Linguistic information is hard-coded in speech signal. By analysing specific acoustic properties, such as vowel formants and fundamental frequency, acoustic models of speech production aim to elicit this information. I summarise evidence from my research on speech processing and argue that these acoustic models provide only incomplete spectral description and under-represent interactions between acoustic properties. Consequently, they do not do justice to the complex linguistic information encoded in speech.
I then propose a model for speech processing based on parameterised resonant signal elements and an algorithm that analyses vowel samples based on the proposed model. The algorithm provides a rich description of any given segmented vowel sample by using a large number of resonant elements with parameters that are chosen to accurately capture the time-frequency structure of the vowel. The parameters are then used to calculate probabilities. An application of the model successfully classifies vowels, stress, and speech variety. This model is an improvement over methods that only use a small number of formants to describe vowels, has the potential to be used in automatic speech recognition, and is promising for use in applications of forensic linguistics, and speech pathology. Finally, I discuss an ongoing work that aims to extend the model for the analysis of prosody.

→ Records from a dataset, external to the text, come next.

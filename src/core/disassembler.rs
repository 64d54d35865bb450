// SPDX-License-Identifier: Apache-2.0
// Copyright 2025 itsakeyfut
//
// Licensed under the Apache License, Version 2.0 (the "License");
// you may not use this file except in compliance with the License.
// You may obtain a copy of the License at
//
//     http://www.apache.org/licenses/LICENSE-2.0
//
// Unless required by applicable law or agreed to in writing, software
// distributed under the License is distributed on an "AS IS" BASIS,
// WITHOUT WARRANTIES OR CONDITIONS OF ANY KIND, either express or implied.
// See the License for the specific language governing permissions and
// limitations under the License.

//! Disassembly of decoded instructions for diagnostics and trace output.
//!
//! This is purely cosmetic: it never feeds back into execution. An
//! instruction the executor cannot dispatch still renders, as
//! `.word 0xXXXXXXXX`, the way a real disassembler degrades on data it
//! mistook for code.

use super::cpu::decode::{sign_extend16, Instruction};

fn reg(n: u8) -> String {
    format!("${n}")
}

/// Render a decoded instruction as one line of MIPS assembly text.
pub fn disassemble(instr: &Instruction) -> String {
    match instr.opcode {
        0x00 => disassemble_special(instr),
        0x01 => disassemble_regimm(instr),
        0x02 => format!(".word 0x{:08X} ; j 0x{:07X}", instr.word, instr.addr << 2),
        0x03 => format!(".word 0x{:08X} ; jal 0x{:07X}", instr.word, instr.addr << 2),
        0x04 => branch_text("beq", instr),
        0x05 => branch_text("bne", instr),
        0x06 => branch_text1("blez", instr),
        0x07 => branch_text1("bgtz", instr),
        0x08 => immediate_text("addi", instr),
        0x09 => immediate_text("addiu", instr),
        0x0A => immediate_text("slti", instr),
        0x0B => immediate_text("sltiu", instr),
        0x0C => immediate_text_zext("andi", instr),
        0x0D => immediate_text_zext("ori", instr),
        0x0E => immediate_text_zext("xori", instr),
        0x0F => format!("lui {}, 0x{:04X}", reg(instr.rt), instr.imm),
        0x20 => load_store_text("lb", instr),
        0x21 => load_store_text("lh", instr),
        0x23 => load_store_text("lw", instr),
        0x24 => load_store_text("lbu", instr),
        0x25 => load_store_text("lhu", instr),
        0x28 => load_store_text("sb", instr),
        0x29 => load_store_text("sh", instr),
        0x2B => load_store_text("sw", instr),
        _ => format!(".word 0x{:08X}", instr.word),
    }
}

fn disassemble_special(instr: &Instruction) -> String {
    match instr.funct {
        0x00 if instr.word == 0 => "nop".to_string(),
        0x00 => shift_text("sll", instr),
        0x02 => shift_text("srl", instr),
        0x03 => shift_text("sra", instr),
        0x04 => shift_var_text("sllv", instr),
        0x06 => shift_var_text("srlv", instr),
        0x07 => shift_var_text("srav", instr),
        0x08 => format!("jr {}", reg(instr.rs)),
        0x09 if instr.rd == 31 => format!("jalr {}", reg(instr.rs)),
        0x09 => format!("jalr {}, {}", reg(instr.rd), reg(instr.rs)),
        0x0C => "syscall".to_string(),
        0x10 => format!("mfhi {}", reg(instr.rd)),
        0x11 => format!("mthi {}", reg(instr.rs)),
        0x12 => format!("mflo {}", reg(instr.rd)),
        0x13 => format!("mtlo {}", reg(instr.rs)),
        0x18 => format!("mult {}, {}", reg(instr.rs), reg(instr.rt)),
        0x19 => format!("multu {}, {}", reg(instr.rs), reg(instr.rt)),
        0x1A => format!("div {}, {}", reg(instr.rs), reg(instr.rt)),
        0x1B => format!("divu {}, {}", reg(instr.rs), reg(instr.rt)),
        0x20 => rtype_text("add", instr),
        0x21 => rtype_text("addu", instr),
        0x22 => rtype_text("sub", instr),
        0x23 => rtype_text("subu", instr),
        0x24 => rtype_text("and", instr),
        0x25 => rtype_text("or", instr),
        0x26 => rtype_text("xor", instr),
        0x27 => rtype_text("nor", instr),
        0x2A => rtype_text("slt", instr),
        0x2B => rtype_text("sltu", instr),
        _ => format!(".word 0x{:08X}", instr.word),
    }
}

fn disassemble_regimm(instr: &Instruction) -> String {
    match instr.rt {
        0x00 => branch_text1("bltz", instr),
        0x01 => branch_text1("bgez", instr),
        0x10 => branch_text1("bltzal", instr),
        0x11 => branch_text1("bgezal", instr),
        _ => format!(".word 0x{:08X}", instr.word),
    }
}

fn rtype_text(mnemonic: &str, instr: &Instruction) -> String {
    format!(
        "{mnemonic} {}, {}, {}",
        reg(instr.rd),
        reg(instr.rs),
        reg(instr.rt)
    )
}

fn shift_text(mnemonic: &str, instr: &Instruction) -> String {
    format!(
        "{mnemonic} {}, {}, {}",
        reg(instr.rd),
        reg(instr.rt),
        instr.shamt
    )
}

fn shift_var_text(mnemonic: &str, instr: &Instruction) -> String {
    format!(
        "{mnemonic} {}, {}, {}",
        reg(instr.rd),
        reg(instr.rt),
        reg(instr.rs)
    )
}

fn immediate_text(mnemonic: &str, instr: &Instruction) -> String {
    format!(
        "{mnemonic} {}, {}, {}",
        reg(instr.rt),
        reg(instr.rs),
        sign_extend16(instr.imm) as i32
    )
}

fn immediate_text_zext(mnemonic: &str, instr: &Instruction) -> String {
    format!(
        "{mnemonic} {}, {}, 0x{:04X}",
        reg(instr.rt),
        reg(instr.rs),
        instr.imm
    )
}

fn load_store_text(mnemonic: &str, instr: &Instruction) -> String {
    format!(
        "{mnemonic} {}, {}({})",
        reg(instr.rt),
        sign_extend16(instr.imm) as i32,
        reg(instr.rs)
    )
}

fn branch_text(mnemonic: &str, instr: &Instruction) -> String {
    format!(
        "{mnemonic} {}, {}, {}",
        reg(instr.rs),
        reg(instr.rt),
        sign_extend16(instr.imm) as i32
    )
}

fn branch_text1(mnemonic: &str, instr: &Instruction) -> String {
    format!(
        "{mnemonic} {}, {}",
        reg(instr.rs),
        sign_extend16(instr.imm) as i32
    )
}

#[cfg(test)]
mod tests {
    use super::*;
    use crate::core::cpu::decode::decode;

    #[test]
    fn test_disassemble_add() {
        // add $10, $8, $9
        let instr = decode(0x0109_5020);
        assert_eq!(disassemble(&instr), "add $10, $8, $9");
    }

    #[test]
    fn test_disassemble_addi_sign_extends_displayed_immediate() {
        // addi $2, $1, 0xFFFF
        let instr = decode(0x2022_FFFF);
        assert_eq!(disassemble(&instr), "addi $2, $1, -1");
    }

    #[test]
    fn test_disassemble_beq() {
        // beq $1, $2, -1
        let instr = decode(0x1022_FFFF);
        assert_eq!(disassemble(&instr), "beq $1, $2, -1");
    }

    #[test]
    fn test_disassemble_nop() {
        let instr = decode(0x0000_0000);
        assert_eq!(disassemble(&instr), "nop");
    }

    #[test]
    fn test_disassemble_syscall() {
        let instr = decode(0x0000_000C);
        assert_eq!(disassemble(&instr), "syscall");
    }

    #[test]
    fn test_disassemble_unknown_degrades_to_word_directive() {
        // funct 0x3F under opcode 0x00 is not assigned
        let instr = decode(0x0000_003F);
        assert_eq!(disassemble(&instr), ".word 0x0000003F");
    }

    #[test]
    fn test_disassemble_lw() {
        // lw $9, 0($8)
        let instr = decode(0x8D09_0000);
        assert_eq!(disassemble(&instr), "lw $9, 0($8)");
    }

    #[test]
    fn test_disassemble_lui() {
        // lui $1, 0x1234
        let instr = decode(0x3C01_1234);
        assert_eq!(disassemble(&instr), "lui $1, 0x1234");
    }
}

@Language and Probability: The CLASP Inauguration Workshop
The Centre for Linguistic Theory and Studies in Probability (CLASP) at the Department of Philosophy, Linguistics and Theory of Science, University of Gothenburg hosted a one-day workshop to inaugurate the Centre on Thursday 27th August 2015 at Gothia Towers.
The workshop focused on core areas of CLASP’s research mission. It featured short talks by representatives from the university, the Swedish Research Council, CLASP researchers, and members of CLASP’s international Scientific Advisory Committee.
The workshop was collocated with Semdial 2015 – goDIAL.